Phoebe Atwood Taylor (1909–1976) was born in Boston and used her extensive knowledge of the area and its residents to add realistic local color to her books. She began publishing in 1931 with the first mystery featuring Asey Mayo, a Cape Cod native and jack of all trades. Mayo was the main character in 24 volumes published between 1931 and 1951. She wrote other books under the names Freeman Dana and Alice Tilton. The Tilton books featured Leonidas Witherall, a teacher and secret author of pulp fiction. For more about Taylor see Otto Penzler’s article on CrimeReads: https://crimereads.com/phoebe-atwood-taylor-cape-cod/
In the second book of the Asey Mayo series, Death Lights a Candle (Bobbs Merrill, 1932), Prudence Whitby, proper middle-aged Boston lady, accompanies her friend Rowena Fible on an early spring trip to Cape Cod. Once there, the duo is asked to play chaperone for a neighbor’s niece unexpectedly arrived from France. The neighbor, wealthy businessman Adelbert Stires, is hosting several men with whom he does business and he feels it would be improper to allow the niece to stay alone in the house with so many men. Sensitive to the proprieties, both Prudence and Rowena scoop up their still-packed bags and decamp to the Stires mansion.
The guests were already settled in the house but the host had yet to arrive. While they waited a late winter blizzard blew up. The electricity went out and much later Stires arrived, having walked a good bit of the way in the raging storm. The next morning Stires was dead. The local doctor and Asey Mayo, recently elected town sheriff, decided he was poisoned by arsenic. The roads are blocked so Mayo begins an investigation pending arrival of the state police.
Stires was known to be a sharp businessman and some of his guests did not feel especially amiable toward him. Mayo managed to collect evidence implicating almost everyone in the house to some extent but how the poison was administered was difficult to determine. The delivery mechanism is among the most unusual I have ever seen, worthy of Christie, who loved esoteric poisons.

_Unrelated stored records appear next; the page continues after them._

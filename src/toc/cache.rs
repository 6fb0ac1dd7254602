use crate::toc::warn;
use crate::wiki::{RevisionMeta, RevisionSource, TimeWindow};
use anyhow::{Context, Result};
use sha2::{Digest, Sha256};
use std::fs;
use std::io::Write;
use std::path::{Path, PathBuf};

const NAMESPACE_HASH_CHARS: usize = 16;

/// Wraps a source and keeps fetched wikitext on disk, one file per revision.
/// Listings always go to the inner source.
pub struct CachedSource<S> {
    inner: S,
    dir: PathBuf,
}

fn namespace_dir(cache_root: &Path, namespace: &str) -> PathBuf {
    let mut hasher = Sha256::new();
    hasher.update(namespace.as_bytes());
    let digest = format!("{:x}", hasher.finalize());
    cache_root.join(&digest[..NAMESPACE_HASH_CHARS])
}

fn entry_name(source_id: &str) -> String {
    let stem: String = source_id
        .chars()
        .map(|ch| {
            if ch.is_ascii_alphanumeric() || ch == '-' || ch == '_' {
                ch
            } else {
                '_'
            }
        })
        .collect();
    format!("{stem}.wikitext")
}

impl<S: RevisionSource> CachedSource<S> {
    pub fn new(inner: S, cache_root: &Path) -> Self {
        let dir = namespace_dir(cache_root, &inner.describe());
        Self { inner, dir }
    }

    pub fn dir(&self) -> &Path {
        &self.dir
    }

    fn entry_path(&self, source_id: &str) -> PathBuf {
        self.dir.join(entry_name(source_id))
    }

    fn store(&self, source_id: &str, content: &str) -> Result<()> {
        fs::create_dir_all(&self.dir)
            .with_context(|| format!("failed to create {}", self.dir.display()))?;
        let mut tmp = tempfile::NamedTempFile::new_in(&self.dir)
            .with_context(|| format!("failed to create temp file in {}", self.dir.display()))?;
        tmp.write_all(content.as_bytes())?;
        let path = self.entry_path(source_id);
        tmp.persist(&path)
            .map_err(|err| err.error)
            .with_context(|| format!("failed to persist {}", path.display()))?;
        Ok(())
    }
}

impl<S: RevisionSource> RevisionSource for CachedSource<S> {
    fn describe(&self) -> String {
        format!("{} (cached)", self.inner.describe())
    }

    fn list_revisions(&self, page: &str, window: &TimeWindow) -> Result<Vec<RevisionMeta>> {
        self.inner.list_revisions(page, window)
    }

    fn fetch_content(&self, source_id: &str) -> Result<Option<String>> {
        let path = self.entry_path(source_id);
        if path.is_file() {
            match fs::read_to_string(&path) {
                Ok(content) => {
                    log::debug!("event=cache_hit source_id={source_id}");
                    return Ok(Some(content));
                }
                Err(err) => warn::emit(
                    "cache_read_failed",
                    "fetch",
                    source_id,
                    "unreadable cache entry",
                    &err.to_string(),
                ),
            }
        }

        let content = self.inner.fetch_content(source_id)?;
        if let Some(text) = &content
            && let Err(err) = self.store(source_id, text)
        {
            warn::emit(
                "cache_write_failed",
                "fetch",
                source_id,
                "content not cached",
                &format!("{err:#}"),
            );
        }
        Ok(content)
    }
}

#[cfg(test)]
mod tests {
    use super::*;
    use std::cell::Cell;
    use tempfile::tempdir;

    struct CountingSource {
        fetches: Cell<usize>,
    }

    impl RevisionSource for CountingSource {
        fn describe(&self) -> String {
            "counting".to_string()
        }

        fn list_revisions(&self, _page: &str, _window: &TimeWindow) -> Result<Vec<RevisionMeta>> {
            Ok(Vec::new())
        }

        fn fetch_content(&self, source_id: &str) -> Result<Option<String>> {
            self.fetches.set(self.fetches.get() + 1);
            if source_id == "empty" {
                return Ok(None);
            }
            Ok(Some(format!("==Rev {source_id}==")))
        }
    }

    #[test]
    fn second_fetch_is_served_from_disk() {
        let tmp = tempdir().expect("tempdir");
        let cached = CachedSource::new(
            CountingSource {
                fetches: Cell::new(0),
            },
            tmp.path(),
        );

        let first = cached.fetch_content("42").expect("first");
        let second = cached.fetch_content("42").expect("second");
        assert_eq!(first, second);
        assert_eq!(cached.inner.fetches.get(), 1);
        assert!(cached.dir().join("42.wikitext").is_file());
    }

    #[test]
    fn absent_content_is_not_cached() {
        let tmp = tempdir().expect("tempdir");
        let cached = CachedSource::new(
            CountingSource {
                fetches: Cell::new(0),
            },
            tmp.path(),
        );

        assert!(cached.fetch_content("empty").expect("first").is_none());
        assert!(cached.fetch_content("empty").expect("second").is_none());
        assert_eq!(cached.inner.fetches.get(), 2);
    }

    #[test]
    fn namespaces_do_not_collide() {
        let root = Path::new("/cache");
        assert_ne!(namespace_dir(root, "a"), namespace_dir(root, "b"));
        assert_eq!(entry_name("12/3"), "12_3.wikitext");
    }
}
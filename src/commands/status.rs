use anyhow::Result;
use std::env;

use crate::commands::CommandReport;
use crate::logging;
use crate::toc::audit::audit_log_path;
use crate::toc::config::{load_config, resolve_config_path};
use crate::toc::paths::resolve_paths;

include!(concat!(env!("OUT_DIR"), "/toc_env_allowlist.rs"));

fn env_is_set(key: &str) -> bool {
    env::var_os(key).is_some_and(|v| !v.is_empty())
}

pub fn run() -> Result<CommandReport> {
    let paths = resolve_paths()?;
    let mut report = CommandReport::new("status");

    report.detail(format!("version={}", env!("CARGO_PKG_VERSION")));
    report.detail(format!("build_uuid={}", env!("BUILD_UUID")));
    report.detail(format!("toc_home={}", paths.toc_home.display()));
    report.detail(format!("cache_dir={}", paths.cache_dir.display()));
    report.detail(format!("logs_dir={}", paths.logs_dir.display()));
    report.detail(format!("audit_log={}", audit_log_path(&paths).display()));
    report.detail(format!(
        "log_level={}",
        logging::active_level().unwrap_or(logging::DEFAULT_LOG_LEVEL)
    ));

    match resolve_config_path() {
        Some(path) if path.exists() => report.detail(format!("config_file={}", path.display())),
        Some(path) => report.detail(format!("config_file={} (absent)", path.display())),
        None => report.detail("config_file=unresolved"),
    }

    match load_config() {
        Ok(cfg) => {
            report.detail(format!("rename.enabled={}", cfg.rename.enabled));
            report.detail(format!("rename.threshold={}", cfg.rename.threshold));
            report.detail(format!("rename.hierarchy_guard={}", cfg.rename.hierarchy_guard));
            report.detail(format!("sampling.mode={}", cfg.sampling.mode.label()));
            report.detail(format!(
                "sampling.significance_threshold={}",
                cfg.sampling.significance_threshold
            ));
            report.detail(format!("sampling.years_back={}", cfg.sampling.years_back));
            report.detail(format!("sampling.timezone={}", cfg.sampling.timezone));
            report.detail(format!("parser.marker={}", cfg.parser.marker));
            report.detail(format!("source.api_url={}", cfg.source.api_url));
            report.detail(format!("source.cache_enabled={}", cfg.source.cache_enabled));
            report.set_data(&cfg)?;
        }
        Err(err) => report.issue(format!("config: {err:#}")),
    }

    let set: Vec<&str> = GENERATED_TOC_ENV_ALLOWLIST
        .iter()
        .copied()
        .filter(|key| env_is_set(key))
        .collect();
    if set.is_empty() {
        report.detail("env_overrides=none");
    } else {
        report.detail(format!("env_overrides={}", set.join(",")));
    }

    Ok(report)
}

#[cfg(test)]
mod tests {
    use super::GENERATED_TOC_ENV_ALLOWLIST;

    #[test]
    fn allowlist_covers_config_and_path_variables() {
        for key in ["TOC_HOME", "TOC_CONFIG_PATH", "TOC_RENAME_THRESHOLD", "TOC_LOG"] {
            assert!(GENERATED_TOC_ENV_ALLOWLIST.contains(&key), "{key}");
        }
        assert!(!GENERATED_TOC_ENV_ALLOWLIST.contains(&concat!("TOC_", "WARN")));
    }
}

I have been intrigued by the number of books from this time with spiritualism worked into the story line somewhere. Here the butler and his wife the cook are confirmed believers and try to convince Mayo to accept the help of a medium they know. An article from the History website says that spiritualism became more prominent in the UK and the US after the losses of World War I followed immediately by even more deaths during the flu epidemic, fading out as World War II began. These events are the common bookends cited for the Golden Age of Detection, so it’s no wonder the subject comes up in fiction written during the 1920s and 1930s. https://www.history.com/news/flu-pandemic-wwi-ouija-boards-spiritualism
Mayo is a refreshing change from the urban dilettante as amateur detective common at the time. His no-nonsense approach is practical and relatable, although the attempts to reproduce the Down East dialect can be hard to follow. I can understand his popularity with contemporary mystery readers. The detection phase here seemed to be unnecessarily long but that seems to be a minor quibble in the overall scheme of things. This is the only book I have read in the series, how Taylor’s style and plotting approach change over the next 20 years would be interesting to assess.